Na primeira jornada, o arranque já começa com quatro partidas ao longo do dia 25 de abril, todas às 16h.. No Estádio Marcelo Leitão, em Espargos (Sal), o Académico do Sal recebe o Benfica da Brava.. O Scorpion mede forças com o Palmeira no Estádio 25 de Julho, em Santa Cruz (Santiago).. Em Santo Antão, a Académica do Porto Novo joga em casa, no Estádio do Porto Novo, frente ao Atlético.. Mais a leste, na Boa Vista, o África Show recebe o Cutelinho do Fogo no Estádio Arsénio Ramos, em Sal Rei.

No dia 26 de abril, a primeira ronda continua com três jogos. Às 16h, o Onze Unidos enfrenta o Mindelense no Estádio Dau d’Segunda, em Porto Inglês (Maio).
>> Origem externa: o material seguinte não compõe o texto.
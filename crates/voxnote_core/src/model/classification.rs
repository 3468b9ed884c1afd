//! Classification input and result types.
//!
//! # Responsibility
//! - Own the normalized utterance handed to the classifier.
//! - Reject non-string payloads at the boundary instead of guessing.
//! - Carry the decided category plus diagnostic match metadata.
//!
//! # Invariants
//! - `ClassificationInput` text is always trimmed.
//! - `matched_pattern_id` is only set together with `matched_group`.

use crate::classify::normalize::normalize;
use crate::model::category::{Category, PatternGroup};
use serde::{Deserialize, Serialize};
use serde_json::Value;
use std::error::Error;
use std::fmt::{Display, Formatter};

/// Boundary error for classifier callers.
#[derive(Debug, Clone, PartialEq, Eq)]
pub enum ClassifyError {
    /// Caller supplied something that is not a text utterance.
    InvalidArgument(String),
}

impl Display for ClassifyError {
    fn fmt(&self, f: &mut Formatter<'_>) -> std::fmt::Result {
        match self {
            Self::InvalidArgument(details) => write!(f, "invalid argument: {details}"),
        }
    }
}

impl Error for ClassifyError {}

/// Trimmed utterance ready for classification.
#[derive(Debug, Clone, PartialEq, Eq, Hash)]
pub struct ClassificationInput {
    text: String,
}

impl ClassificationInput {
    /// Normalizes raw text into an input.
    pub fn new(raw: &str) -> Self {
        Self {
            text: normalize(raw).to_string(),
        }
    }

    /// Builds an input from raw bytes, e.g. a transcript buffer.
    ///
    /// # Errors
    /// - `InvalidArgument` when `bytes` is not valid UTF-8.
    pub fn from_utf8(bytes: &[u8]) -> Result<Self, ClassifyError> {
        std::str::from_utf8(bytes)
            .map(Self::new)
            .map_err(|err| ClassifyError::InvalidArgument(format!("utterance is not UTF-8: {err}")))
    }

    /// Builds an input from a loosely typed JSON payload.
    ///
    /// # Errors
    /// - `InvalidArgument` for `null`, numbers, booleans, arrays and objects.
    pub fn from_json(value: &Value) -> Result<Self, ClassifyError> {
        match value {
            Value::String(text) => Ok(Self::new(text)),
            Value::Null => Err(ClassifyError::InvalidArgument(
                "utterance is null".to_string(),
            )),
            other => Err(ClassifyError::InvalidArgument(format!(
                "utterance must be a string, got {}",
                json_kind(other)
            ))),
        }
    }

    pub fn as_str(&self) -> &str {
        &self.text
    }

    pub fn is_empty(&self) -> bool {
        self.text.is_empty()
    }

    /// Number of Unicode scalar values, used for metadata-only logging.
    pub fn char_count(&self) -> usize {
        self.text.chars().count()
    }

    pub fn into_inner(self) -> String {
        self.text
    }
}

impl From<&str> for ClassificationInput {
    fn from(value: &str) -> Self {
        Self::new(value)
    }
}

impl From<String> for ClassificationInput {
    fn from(value: String) -> Self {
        Self::new(&value)
    }
}

fn json_kind(value: &Value) -> &'static str {
    match value {
        Value::Null => "null",
        Value::Bool(_) => "boolean",
        Value::Number(_) => "number",
        Value::String(_) => "string",
        Value::Array(_) => "array",
        Value::Object(_) => "object",
    }
}

/// Outcome of one classification.
///
/// Serialized as `{category, matchedGroup?, matchedPatternId?}` to match the
/// capture pipeline contract.
#[derive(Debug, Clone, PartialEq, Eq, Serialize, Deserialize)]
#[serde(rename_all = "camelCase")]
pub struct ClassificationResult {
    pub category: Category,
    /// Deciding group; `None` for empty input and the default path.
    #[serde(default, skip_serializing_if = "Option::is_none")]
    pub matched_group: Option<PatternGroup>,
    /// First matching pattern of the deciding group.
    #[serde(default, skip_serializing_if = "Option::is_none")]
    pub matched_pattern_id: Option<String>,
}

impl ClassificationResult {
    /// Result for empty input or when no group matched.
    pub fn fallback() -> Self {
        Self {
            category: Category::Note,
            matched_group: None,
            matched_pattern_id: None,
        }
    }

    /// Result decided by `group` through pattern `pattern_id`.
    pub fn matched(category: Category, group: PatternGroup, pattern_id: impl Into<String>) -> Self {
        Self {
            category,
            matched_group: Some(group),
            matched_pattern_id: Some(pattern_id.into()),
        }
    }

    /// Whether the result came from the default path.
    pub fn is_fallback(&self) -> bool {
        self.matched_group.is_none()
    }
}
//! Category and pattern-group vocabulary.
//!
//! # Responsibility
//! - Map internal categories to the lower-case labels used by consumers.
//! - Fix the precedence order in which pattern groups are consulted.
//!
//! # Invariants
//! - Labels are stable wire values: `tasks`, `calendar`, `notes`.
//! - Group precedence never changes within one ruleset version.

use serde::{Deserialize, Serialize};
use std::error::Error;
use std::fmt::{Display, Formatter};
use std::str::FromStr;

/// Output category of one classified utterance.
#[derive(
    Debug, Clone, Copy, PartialEq, Eq, PartialOrd, Ord, Hash, Serialize, Deserialize,
)]
pub enum Category {
    /// Actionable obligation.
    #[serde(rename = "tasks", alias = "task")]
    Task,
    /// Time-anchored appointment.
    #[serde(rename = "calendar", alias = "event")]
    Calendar,
    /// Idea, reflection, question or general thought.
    #[serde(rename = "notes", alias = "note")]
    Note,
}

impl Category {
    pub const ALL: [Category; 3] = [Category::Task, Category::Calendar, Category::Note];

    /// Returns the external label consumed by the surrounding product.
    pub fn label(self) -> &'static str {
        match self {
            Self::Task => "tasks",
            Self::Calendar => "calendar",
            Self::Note => "notes",
        }
    }
}

impl Display for Category {
    fn fmt(&self, f: &mut Formatter<'_>) -> std::fmt::Result {
        f.pad(self.label())
    }
}

impl FromStr for Category {
    type Err = ParseLabelError;

    /// Parses external labels; singular aliases are accepted for corpora
    /// written by hand.
    fn from_str(value: &str) -> Result<Self, Self::Err> {
        match value.trim().to_ascii_lowercase().as_str() {
            "tasks" | "task" => Ok(Self::Task),
            "calendar" | "event" => Ok(Self::Calendar),
            "notes" | "note" => Ok(Self::Note),
            other => Err(ParseLabelError {
                kind: "category",
                value: other.to_string(),
            }),
        }
    }
}

/// Named bucket of rules sharing one precedence level.
///
/// Declaration order is precedence order; the derived `Ord` relies on it.
#[derive(
    Debug, Clone, Copy, PartialEq, Eq, PartialOrd, Ord, Hash, Serialize, Deserialize,
)]
#[serde(rename_all = "snake_case")]
pub enum PatternGroup {
    IntentDesire,
    Question,
    Calendar,
    Obligation,
    ActionVerb,
    NoteIndicator,
}

impl PatternGroup {
    /// All groups, highest precedence first.
    pub const ALL: [PatternGroup; 6] = [
        PatternGroup::IntentDesire,
        PatternGroup::Question,
        PatternGroup::Calendar,
        PatternGroup::Obligation,
        PatternGroup::ActionVerb,
        PatternGroup::NoteIndicator,
    ];

    /// Stable snake_case name, matching the serialized form.
    pub fn as_str(self) -> &'static str {
        match self {
            Self::IntentDesire => "intent_desire",
            Self::Question => "question",
            Self::Calendar => "calendar",
            Self::Obligation => "obligation",
            Self::ActionVerb => "action_verb",
            Self::NoteIndicator => "note_indicator",
        }
    }

    /// Category this group yields when it decides a classification.
    ///
    /// The pipeline may still override it through a secondary check:
    /// hedged action verbs and intent-time composites become notes.
    pub fn category(self) -> Category {
        match self {
            Self::IntentDesire | Self::Question | Self::NoteIndicator => Category::Note,
            Self::Calendar => Category::Calendar,
            Self::Obligation | Self::ActionVerb => Category::Task,
        }
    }
}

impl Display for PatternGroup {
    fn fmt(&self, f: &mut Formatter<'_>) -> std::fmt::Result {
        f.pad(self.as_str())
    }
}

impl FromStr for PatternGroup {
    type Err = ParseLabelError;

    fn from_str(value: &str) -> Result<Self, Self::Err> {
        let normalized = value.trim().to_ascii_lowercase().replace('-', "_");
        Self::ALL
            .into_iter()
            .find(|group| group.as_str() == normalized)
            .ok_or(ParseLabelError {
                kind: "pattern group",
                value: normalized,
            })
    }
}

/// Unknown category or group label.
#[derive(Debug, Clone, PartialEq, Eq)]
pub struct ParseLabelError {
    kind: &'static str,
    value: String,
}

impl Display for ParseLabelError {
    fn fmt(&self, f: &mut Formatter<'_>) -> std::fmt::Result {
        write!(f, "unknown {} label: `{}`", self.kind, self.value)
    }
}

impl Error for ParseLabelError {}

#[cfg(test)]
mod tests {
    use super::{Category, PatternGroup};

    #[test]
    fn labels_round_trip_through_from_str() {
        for category in Category::ALL {
            assert_eq!(category.label().parse::<Category>(), Ok(category));
        }
        assert_eq!(" Task ".parse::<Category>(), Ok(Category::Task));
        assert_eq!("event".parse::<Category>(), Ok(Category::Calendar));
        assert!("reminder".parse::<Category>().is_err());
    }

    #[test]
    fn group_order_is_precedence_order() {
        let mut sorted = PatternGroup::ALL;
        sorted.sort();
        assert_eq!(sorted, PatternGroup::ALL);
        assert!(PatternGroup::IntentDesire < PatternGroup::Calendar);
        assert!(PatternGroup::Obligation < PatternGroup::ActionVerb);
    }

    #[test]
    fn group_parses_kebab_and_snake_case() {
        assert_eq!(
            "action-verb".parse::<PatternGroup>(),
            Ok(PatternGroup::ActionVerb)
        );
        assert_eq!(
            "NOTE_INDICATOR".parse::<PatternGroup>(),
            Ok(PatternGroup::NoteIndicator)
        );
        let err = "hedge".parse::<PatternGroup>().unwrap_err();
        assert!(err.to_string().contains("pattern group"));
    }
}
Mais tarde, às 15h, o Santo Crucifixo defronta o Boavista da Praia no Estádio João Serra, em Ponta do Sol (Santo Antão).

Há uma memória recente que pesa sobre esta edição.. Na época 2024-2025, o Palmeira foi campeão nacional ao vencer o Boavista da Praia por 4-3 nas grandes penalidades, depois de um empate sem golos (0-0) no prolongamento da final, disputada no Estádio Adérito Sena, em São Vicente.. É um tipo de desfecho que costuma marcar equipas e adeptos: reforça a ideia de que detalhes — disciplina, eficácia e gestão emocional — podem decidir campeonatos inteiros.

E esta temporada já traz um marcador claro: as duas equipas que discutiram o título na época passada voltam a encontrar-se na sexta e última jornada da fase de liga, agendada para o fim de semana de 13 e 14 de junho, às 16h.. Antes desse momento, porém, o campeonato vai ser construído jogo a jogo, e o que importa é manter regularidade num formato que não perdoa quedas cedo.

Para os adeptos, o impacto é imediato: ver o campeonato a percorrer ilhas e localidades diferentes transforma cada jornada num ponto de encontro, mas também num teste logístico e de energia para clubes e jogadores.. Para a competição, a aposta no modelo “liga única” aumenta a competitividade e aproxima o torneio de um padrão onde cada resultado tem peso semelhante — e onde a corrida ao título pode ser definida tanto por vitórias quanto por como se reage aos empates e aos jogos grandes.